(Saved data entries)

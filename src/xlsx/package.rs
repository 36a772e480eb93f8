//! ZIP packaging of the workbook parts

use std::io::{self, Read, Seek, SeekFrom, Write};
use std::path::Path;

use chrono::Utc;
use s_zip::StreamingZipWriter;
use tracing::debug;

use super::grid::{write_worksheet_end, write_worksheet_start};
use super::xml_writer::XmlWriter;
use super::{SheetBody, Worksheet};
use crate::error::{zip_error, ExcelError, Result};

/// Deflate level used for every entry
const COMPRESSION_LEVEL: u32 = 6;

const SPOOL_CHUNK: usize = 64 * 1024;

/// `io::Write` adapter over a closure, used to feed zip entries
struct EntrySink<F: FnMut(&[u8]) -> io::Result<()>>(F);

impl<F: FnMut(&[u8]) -> io::Result<()>> Write for EntrySink<F> {
    fn write(&mut self, buf: &[u8]) -> io::Result<usize> {
        (self.0)(buf)?;
        Ok(buf.len())
    }

    fn flush(&mut self) -> io::Result<()> {
        Ok(())
    }
}

/// Write the complete `.xlsx` package for `sheets` to `path`
pub(crate) fn write_package(path: &Path, sheets: &[&Worksheet]) -> Result<()> {
    let path_str = path
        .to_str()
        .ok_or_else(|| ExcelError::WriteError(format!("path is not UTF-8: {}", path.display())))?;
    let mut zip =
        StreamingZipWriter::with_compression(path_str, COMPRESSION_LEVEL).map_err(zip_error)?;

    let fixed_parts = [
        ("[Content_Types].xml", content_types_xml(sheets.len())),
        ("_rels/.rels", ROOT_RELS.to_string()),
        ("docProps/app.xml", APP_PROPS.to_string()),
        ("docProps/core.xml", core_props_xml()),
        ("xl/workbook.xml", workbook_xml(sheets)?),
        ("xl/_rels/workbook.xml.rels", workbook_rels_xml(sheets.len())),
        ("xl/styles.xml", STYLES.to_string()),
    ];
    for (name, body) in &fixed_parts {
        zip.start_entry(name).map_err(zip_error)?;
        zip.write_data(body.as_bytes()).map_err(zip_error)?;
    }

    for (i, sheet) in sheets.iter().enumerate() {
        zip.start_entry(&format!("xl/worksheets/sheet{}.xml", i + 1))
            .map_err(zip_error)?;
        let sink = EntrySink(|buf: &[u8]| {
            zip.write_data(buf)
                .map(|_| ())
                .map_err(|e| io::Error::other(e.to_string()))
        });
        let mut xml = XmlWriter::new(sink);
        write_sheet(&mut xml, sheet)?;
    }

    zip.finish().map_err(zip_error)?;
    Ok(())
}

fn write_sheet<W: Write>(xml: &mut XmlWriter<W>, sheet: &Worksheet) -> Result<()> {
    match &sheet.body {
        SheetBody::Grid(grid) => grid.write_xml(xml),
        SheetBody::Streamed(slot) => {
            let mut guard = slot.lock();
            let Some(streamed) = guard.as_mut() else {
                // Never flushed: nothing was committed
                write_worksheet_start(xml, &[])?;
                return write_worksheet_end(xml, &[]);
            };

            debug!(sheet = %sheet.name, rows = streamed.rows, "packaging streamed sheet");
            write_worksheet_start(xml, &streamed.cols)?;
            streamed.spool.seek(SeekFrom::Start(0))?;
            let mut chunk = vec![0u8; SPOOL_CHUNK];
            loop {
                let n = streamed.spool.read(&mut chunk)?;
                if n == 0 {
                    break;
                }
                xml.write_raw(&chunk[..n])?;
            }
            write_worksheet_end(xml, &streamed.merges)
        }
    }
}

fn content_types_xml(sheet_count: usize) -> String {
    let mut xml = String::from(
        r#"<?xml version="1.0" encoding="UTF-8" standalone="yes"?>
<Types xmlns="http://schemas.openxmlformats.org/package/2006/content-types">
<Default Extension="rels" ContentType="application/vnd.openxmlformats-package.relationships+xml"/>
<Default Extension="xml" ContentType="application/xml"/>
<Override PartName="/xl/workbook.xml" ContentType="application/vnd.openxmlformats-officedocument.spreadsheetml.sheet.main+xml"/>
<Override PartName="/xl/styles.xml" ContentType="application/vnd.openxmlformats-officedocument.spreadsheetml.styles+xml"/>
<Override PartName="/docProps/core.xml" ContentType="application/vnd.openxmlformats-package.core-properties+xml"/>
<Override PartName="/docProps/app.xml" ContentType="application/vnd.openxmlformats-officedocument.extended-properties+xml"/>"#,
    );

    for i in 1..=sheet_count {
        xml.push_str(&format!(
            r#"
<Override PartName="/xl/worksheets/sheet{}.xml" ContentType="application/vnd.openxmlformats-officedocument.spreadsheetml.worksheet+xml"/>"#,
            i
        ));
    }

    xml.push_str("\n</Types>");
    xml
}

const ROOT_RELS: &str = r#"<?xml version="1.0" encoding="UTF-8" standalone="yes"?>
<Relationships xmlns="http://schemas.openxmlformats.org/package/2006/relationships">
<Relationship Id="rId1" Type="http://schemas.openxmlformats.org/officeDocument/2006/relationships/officeDocument" Target="xl/workbook.xml"/>
<Relationship Id="rId2" Type="http://schemas.openxmlformats.org/package/2006/relationships/metadata/core-properties" Target="docProps/core.xml"/>
<Relationship Id="rId3" Type="http://schemas.openxmlformats.org/officeDocument/2006/relationships/extended-properties" Target="docProps/app.xml"/>
</Relationships>"#;

const APP_PROPS: &str = r#"<?xml version="1.0" encoding="UTF-8" standalone="yes"?>
<Properties xmlns="http://schemas.openxmlformats.org/officeDocument/2006/extended-properties">
<Application>ExcelStream Exporter</Application>
</Properties>"#;

fn core_props_xml() -> String {
    let now = Utc::now().format("%Y-%m-%dT%H:%M:%SZ");
    format!(
        r#"<?xml version="1.0" encoding="UTF-8" standalone="yes"?>
<cp:coreProperties xmlns:cp="http://schemas.openxmlformats.org/package/2006/metadata/core-properties" xmlns:dc="http://purl.org/dc/elements/1.1/" xmlns:dcterms="http://purl.org/dc/terms/" xmlns:xsi="http://www.w3.org/2001/XMLSchema-instance">
<dc:creator>ExcelStream Exporter</dc:creator>
<dcterms:created xsi:type="dcterms:W3CDTF">{now}</dcterms:created>
<dcterms:modified xsi:type="dcterms:W3CDTF">{now}</dcterms:modified>
</cp:coreProperties>"#
    )
}

fn workbook_xml(sheets: &[&Worksheet]) -> Result<String> {
    let mut out = Vec::with_capacity(512);
    write_workbook(&mut XmlWriter::new(&mut out), sheets)?;
    String::from_utf8(out).map_err(|e| ExcelError::WriteError(e.to_string()))
}

fn write_workbook<W: Write>(xml: &mut XmlWriter<W>, sheets: &[&Worksheet]) -> Result<()> {
    xml.write_str("<?xml version=\"1.0\" encoding=\"UTF-8\" standalone=\"yes\"?>\n")?;
    xml.start_element("workbook")?;
    xml.attribute(
        "xmlns",
        "http://schemas.openxmlformats.org/spreadsheetml/2006/main",
    )?;
    xml.attribute(
        "xmlns:r",
        "http://schemas.openxmlformats.org/officeDocument/2006/relationships",
    )?;
    xml.close_start_tag()?;
    xml.write_str("<sheets>")?;

    for (i, sheet) in sheets.iter().enumerate() {
        let sheet_id = i + 1;
        xml.start_element("sheet")?;
        xml.attribute("name", &sheet.name)?;
        xml.attribute_int("sheetId", sheet_id)?;
        xml.attribute("r:id", &format!("rId{}", sheet_id))?;
        xml.close_empty()?;
    }

    xml.write_str("</sheets>")?;
    xml.end_element("workbook")?;
    xml.flush()
}

fn workbook_rels_xml(sheet_count: usize) -> String {
    let mut xml = String::from(
        r#"<?xml version="1.0" encoding="UTF-8" standalone="yes"?>
<Relationships xmlns="http://schemas.openxmlformats.org/package/2006/relationships">"#,
    );

    for i in 1..=sheet_count {
        xml.push_str(&format!(
            r#"
<Relationship Id="rId{}" Type="http://schemas.openxmlformats.org/officeDocument/2006/relationships/worksheet" Target="worksheets/sheet{}.xml"/>"#,
            i, i
        ));
    }

    xml.push_str(&format!(
        r#"
<Relationship Id="rId{}" Type="http://schemas.openxmlformats.org/officeDocument/2006/relationships/styles" Target="styles.xml"/>
</Relationships>"#,
        sheet_count + 1
    ));
    xml
}

/// Preset stylesheet; `cellXfs` order matches [`crate::types::CellStyle`]
const STYLES: &str = r#"<?xml version="1.0" encoding="UTF-8" standalone="yes"?>
<styleSheet xmlns="http://schemas.openxmlformats.org/spreadsheetml/2006/main">
<numFmts count="0"/>
<fonts count="3">
<font><sz val="11"/><name val="Calibri"/></font>
<font><b/><sz val="11"/><name val="Calibri"/></font>
<font><i/><sz val="11"/><name val="Calibri"/></font>
</fonts>
<fills count="5">
<fill><patternFill patternType="none"/></fill>
<fill><patternFill patternType="gray125"/></fill>
<fill><patternFill patternType="solid"><fgColor rgb="FFFFFF00"/></patternFill></fill>
<fill><patternFill patternType="solid"><fgColor rgb="FF00FF00"/></patternFill></fill>
<fill><patternFill patternType="solid"><fgColor rgb="FFFF0000"/></patternFill></fill>
</fills>
<borders count="2">
<border><left/><right/><top/><bottom/><diagonal/></border>
<border><left style="thin"/><right style="thin"/><top style="thin"/><bottom style="thin"/></border>
</borders>
<cellStyleXfs count="1">
<xf numFmtId="0" fontId="0" fillId="0" borderId="0"/>
</cellStyleXfs>
<cellXfs count="14">
<xf numFmtId="0" fontId="0" fillId="0" borderId="0" xfId="0"/>
<xf numFmtId="0" fontId="1" fillId="0" borderId="0" xfId="0" applyFont="1"/>
<xf numFmtId="3" fontId="0" fillId="0" borderId="0" xfId="0" applyNumberFormat="1"/>
<xf numFmtId="4" fontId="0" fillId="0" borderId="0" xfId="0" applyNumberFormat="1"/>
<xf numFmtId="5" fontId="0" fillId="0" borderId="0" xfId="0" applyNumberFormat="1"/>
<xf numFmtId="10" fontId="0" fillId="0" borderId="0" xfId="0" applyNumberFormat="1"/>
<xf numFmtId="14" fontId="0" fillId="0" borderId="0" xfId="0" applyNumberFormat="1"/>
<xf numFmtId="22" fontId="0" fillId="0" borderId="0" xfId="0" applyNumberFormat="1"/>
<xf numFmtId="0" fontId="1" fillId="0" borderId="0" xfId="0" applyFont="1"/>
<xf numFmtId="0" fontId="2" fillId="0" borderId="0" xfId="0" applyFont="1"/>
<xf numFmtId="0" fontId="0" fillId="2" borderId="0" xfId="0" applyFill="1"/>
<xf numFmtId="0" fontId="0" fillId="3" borderId="0" xfId="0" applyFill="1"/>
<xf numFmtId="0" fontId="0" fillId="4" borderId="0" xfId="0" applyFill="1"/>
<xf numFmtId="0" fontId="0" fillId="0" borderId="1" xfId="0" applyBorder="1"/>
</cellXfs>
</styleSheet>"#;

#[cfg(test)]
mod tests {
    use super::*;

    #[test]
    fn test_content_types_list_every_sheet() {
        let xml = content_types_xml(3);
        assert!(xml.contains("/xl/worksheets/sheet1.xml"));
        assert!(xml.contains("/xl/worksheets/sheet3.xml"));
        assert!(!xml.contains("/xl/worksheets/sheet4.xml"));
    }

    #[test]
    fn test_workbook_rels_put_styles_last() {
        let xml = workbook_rels_xml(2);
        assert!(xml.contains("Id=\"rId2\" Type=\"http://schemas.openxmlformats.org/officeDocument/2006/relationships/worksheet\""));
        assert!(xml.contains("Id=\"rId3\" Type=\"http://schemas.openxmlformats.org/officeDocument/2006/relationships/styles\""));
    }

    #[test]
    fn test_workbook_lists_sheets_in_order() {
        let first = Worksheet::new("Orders");
        let second = Worksheet::new("R&D_1");
        let xml = workbook_xml(&[&first, &second]).unwrap();
        let first = xml.find("name=\"Orders\"").unwrap();
        let second = xml.find("name=\"R&amp;D_1\"").unwrap();
        assert!(first < second);
        assert!(xml.contains("sheetId=\"2\" r:id=\"rId2\""));
    }
}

__HOW TO COMPLETE THIS TASK__: Wherever "crate" turns up in the records, copy the whole line.

__SOLUTION__:
use crate::error::{zip_error, ExcelError, Result};
pub(crate) fn write_package(path: &Path, sheets: &[&Worksheet]) -> Result<()> {
/// Preset stylesheet; `cellXfs` order matches [`crate::types::CellStyle`]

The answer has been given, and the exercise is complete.